2.8On 15 April 2012, the Refugee Appeals Board re-heard the appeal and, on 15 June 2012, the Refugee Board issued a decision concluding that there was no reason to make a different assessment of the evidence on whether the incident of April 2006 occurred than the one made by the Board on 29 April 2008. The Refugee Board found that the authors have not provided evidence that the episode had occurred. With the same decision, the authors were ordered to leave Denmark within seven days. The authors did not comply. They submit that they could have been summoned for deportation to the Russian Federation at any time since then. While the Danish police are not in possession of the authors’ passports, the latter maintain that any approach to the Russian Embassy in Copenhagen in preparation for deportation would reveal their whereabouts to their persecutors in Karachay-Cherkessia. The authors fear that they will be exposed to torture and/or killed by their Wahhabi persecutors and that the police in the Russian Federation willnot be able to protect them.

The complaint

3.1The authors claim that, by deporting them to the Russian Federation, the State party will violate their right to life and the right not to be subjected to torture that are guaranteed, respectively, under articles 6 and 7 of the Covenant.

3.2The authors further invoke a violation of articles 14 and 26 of the Covenant, because the decisions of all other types of boards in Denmark, except for the Refugee Board, can be appealed to the State party’s courts. Decisions of the Refugee Board are the only ones that become final without a possibility of being appealed to courts, which is discriminatory, in the authors’ opinion, against those foreigners who are seeking asylum in Denmark. They add that the consequences in refugee cases, such as possible exposure to torture and death, are far more significant than the consequences of decisions made by any other types of boards in Denmark.

State party’s observations on the admissibility and the merits of the communication

4.1In its submission dated 11 February 2013, the State party provided observations on the admissibility and merits of the communication.

4.2The State party submits that the communication should be declared inadmissible because the authors have failed to establish a prima faciecase for the purpose of admissibility of their communication under articles 6, 7, 14 and 26 of the Covenant.

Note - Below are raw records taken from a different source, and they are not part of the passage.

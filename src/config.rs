//! Runtime configuration
//!
//! Every knob has a default; environment variables override them.
//! Binaries call `dotenv::dotenv()` before `AgentConfig::from_env()`.

use crate::error::OrchestrationError;
use crate::Result;
use std::env;
use std::str::FromStr;
use std::time::Duration;

pub const DEFAULT_MODE_TIMEOUT_SECS: u64 = 30 * 60;
pub const DEFAULT_HIGHLIGHT_THRESHOLD: f64 = 0.8;
pub const DEFAULT_GEMINI_MODEL: &str = "gemini-2.5-flash";

#[derive(Debug, Clone)]
pub struct AgentConfig {
    /// Lifetime of an activated Action mode
    pub mode_timeout: Duration,
    /// Mean step confidence below which alternatives are highlighted
    pub highlight_threshold: f64,
    pub llm_timeout: Duration,
    pub store_timeout: Duration,
    /// Pause between sequential batch items
    pub batch_delay: Duration,
    pub response_summary_chars: usize,
    pub gemini_api_key: Option<String>,
    pub gemini_model: String,
}

impl Default for AgentConfig {
    fn default() -> Self {
        Self {
            mode_timeout: Duration::from_secs(DEFAULT_MODE_TIMEOUT_SECS),
            highlight_threshold: DEFAULT_HIGHLIGHT_THRESHOLD,
            llm_timeout: Duration::from_secs(20),
            store_timeout: Duration::from_secs(5),
            batch_delay: Duration::from_millis(100),
            response_summary_chars: 500,
            gemini_api_key: None,
            gemini_model: DEFAULT_GEMINI_MODEL.to_string(),
        }
    }
}

impl AgentConfig {
    /// Build a config from the process environment.
    pub fn from_env() -> Result<Self> {
        Self::from_lookup(|key| env::var(key).ok())
    }

    /// Build a config from an arbitrary key lookup (used by `from_env` and tests).
    pub fn from_lookup<F>(lookup: F) -> Result<Self>
    where
        F: Fn(&str) -> Option<String>,
    {
        let defaults = Self::default();

        let mode_timeout = parse_var::<u64, _>(&lookup, "AGENT_MODE_TIMEOUT_SECS")?
            .map(Duration::from_secs)
            .unwrap_or(defaults.mode_timeout);

        let highlight_threshold = parse_var::<f64, _>(&lookup, "AGENT_HIGHLIGHT_THRESHOLD")?
            .unwrap_or(defaults.highlight_threshold);

        if !(0.0..=1.0).contains(&highlight_threshold) {
            return Err(OrchestrationError::ConfigError(format!(
                "AGENT_HIGHLIGHT_THRESHOLD must be within [0, 1], got {}",
                highlight_threshold
            )));
        }

        let llm_timeout = parse_var::<u64, _>(&lookup, "AGENT_LLM_TIMEOUT_SECS")?
            .map(Duration::from_secs)
            .unwrap_or(defaults.llm_timeout);

        let store_timeout = parse_var::<u64, _>(&lookup, "AGENT_STORE_TIMEOUT_SECS")?
            .map(Duration::from_secs)
            .unwrap_or(defaults.store_timeout);

        let batch_delay = parse_var::<u64, _>(&lookup, "AGENT_BATCH_DELAY_MS")?
            .map(Duration::from_millis)
            .unwrap_or(defaults.batch_delay);

        let response_summary_chars =
            parse_var::<usize, _>(&lookup, "AGENT_RESPONSE_SUMMARY_CHARS")?
                .unwrap_or(defaults.response_summary_chars);

        let gemini_api_key = lookup("GEMINI_API_KEY")
            .map(|key| key.trim().to_string())
            .filter(|key| !key.is_empty() && key != "your_gemini_api_key_here");

        let gemini_model = lookup("GEMINI_MODEL")
            .filter(|model| !model.trim().is_empty())
            .unwrap_or(defaults.gemini_model);

        Ok(Self {
            mode_timeout,
            highlight_threshold,
            llm_timeout,
            store_timeout,
            batch_delay,
            response_summary_chars,
            gemini_api_key,
            gemini_model,
        })
    }
}

fn parse_var<T, F>(lookup: &F, key: &str) -> Result<Option<T>>
where
    T: FromStr,
    T::Err: std::fmt::Display,
    F: Fn(&str) -> Option<String>,
{
    match lookup(key) {
        None => Ok(None),
        Some(raw) if raw.trim().is_empty() => Ok(None),
        Some(raw) => raw.trim().parse::<T>().map(Some).map_err(|e| {
            OrchestrationError::ConfigError(format!("{} has invalid value '{}': {}", key, raw, e))
        }),
    }
}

4.3The State party submits that the decisions of the Refugee Appeals Board of 29 April 2008 and 15 June 2012 were made upon an individual and specific assessment taking into consideration the background information available. The Refugee Appeals Board has accepted Mr. X’s statements about his conflicts with the militants in the period from 1998 to 2003, including the killing of his father by the militants in 1998, and the contacts made by the militants with him in 1999 and in 2003, when they tried in vain to recruit him. However, the Refugee Appeals Board was unable to accept Mr. X’s statements about the visits made by the militants in April 2006 as the authors have not been able to account credibly and consistently for the reason why the militants would have told him about their planned terrorist acts. The Refugee Appeals Board noted that the authors have given inconsistent statements about the contact made by the militants in April 2006, including the number of visits, the time when the militants took their identity documents, and the time when the militants informed Mr. X about their terrorist plans, and about the authorities’ actions in continuation thereof, including the question whether there were house searches during the following week.

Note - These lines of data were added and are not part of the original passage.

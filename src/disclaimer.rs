//! Disclaimer texts attached to every agent response

use crate::models::{ModeType, QualityIndicators};

pub const GENERAL: &str = "Hinweis: Diese AI-Analyse dient als Unterstützung und ersetzt nicht die professionelle Beurteilung des Wirtschaftsprüfers. Alle Empfehlungen sind zu prüfen und zu dokumentieren.";

pub const ACTION: &str = "Aktions-Modus: Änderungen werden erst nach Ihrer expliziten Bestätigung durchgeführt. Sie tragen die Verantwortung für alle durchgeführten Aktionen.";

/// Completeness (percent) below which the data-quality note is appended
pub const DATA_QUALITY_THRESHOLD: f64 = 90.0;

pub fn data_quality(completeness_percent: f64) -> Option<String> {
    if completeness_percent < DATA_QUALITY_THRESHOLD {
        Some(format!(
            "Datenqualität: Nur {}% der erforderlichen Daten liegen vor. Die Analyse ist entsprechend eingeschränkt.",
            completeness_percent.round() as i64
        ))
    } else {
        None
    }
}

/// Mode disclaimer, plus the data-quality note when completeness is low.
pub fn for_context(mode: ModeType, quality: Option<&QualityIndicators>) -> String {
    let mut parts = vec![match mode {
        ModeType::Action => ACTION.to_string(),
        ModeType::Explain => GENERAL.to_string(),
    }];

    if let Some(note) = quality.and_then(|q| data_quality(q.data_completeness)) {
        parts.push(note);
    }

    parts.join("\n\n")
}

4.4Regarding the authors’ statement that they fear contacting the authorities in the Russian Federation as they will be returned to the town of Karachayevsk in Karachay-Cherkessia, Mr. X’s town of origin, if they identify themselves to the Russian authorities and that the police and the Federal Security Serviceof Karachayevsk have been infiltrated by the militants, the State party considers that the authors cannot be considered to have had any conflicts with the authorities in the Russian Federation or any other outstanding issue with the Russian authorities. According to his own statements, Mr. X has acted in the interests of the Government of the Russian Federation, having done his compulsory military service with the Russian Navy and having warned the Russian authorities of a potential imminent terrorist act.

4.5As to the authors’ fear that the militants have infiltrated the police and the Federal Security Service, the State party observes that in 2002 the Russian Federation adopted the Law on Countering Extremist Activity, which criminalizes a wide array of activities, including “incitement to social, racial, national or religious discord”. The Government further observes that Wahhabism is prohibited by law in several regions in the Russian Federation and that 19 Muslim groups were designated terrorist organizations in 2011.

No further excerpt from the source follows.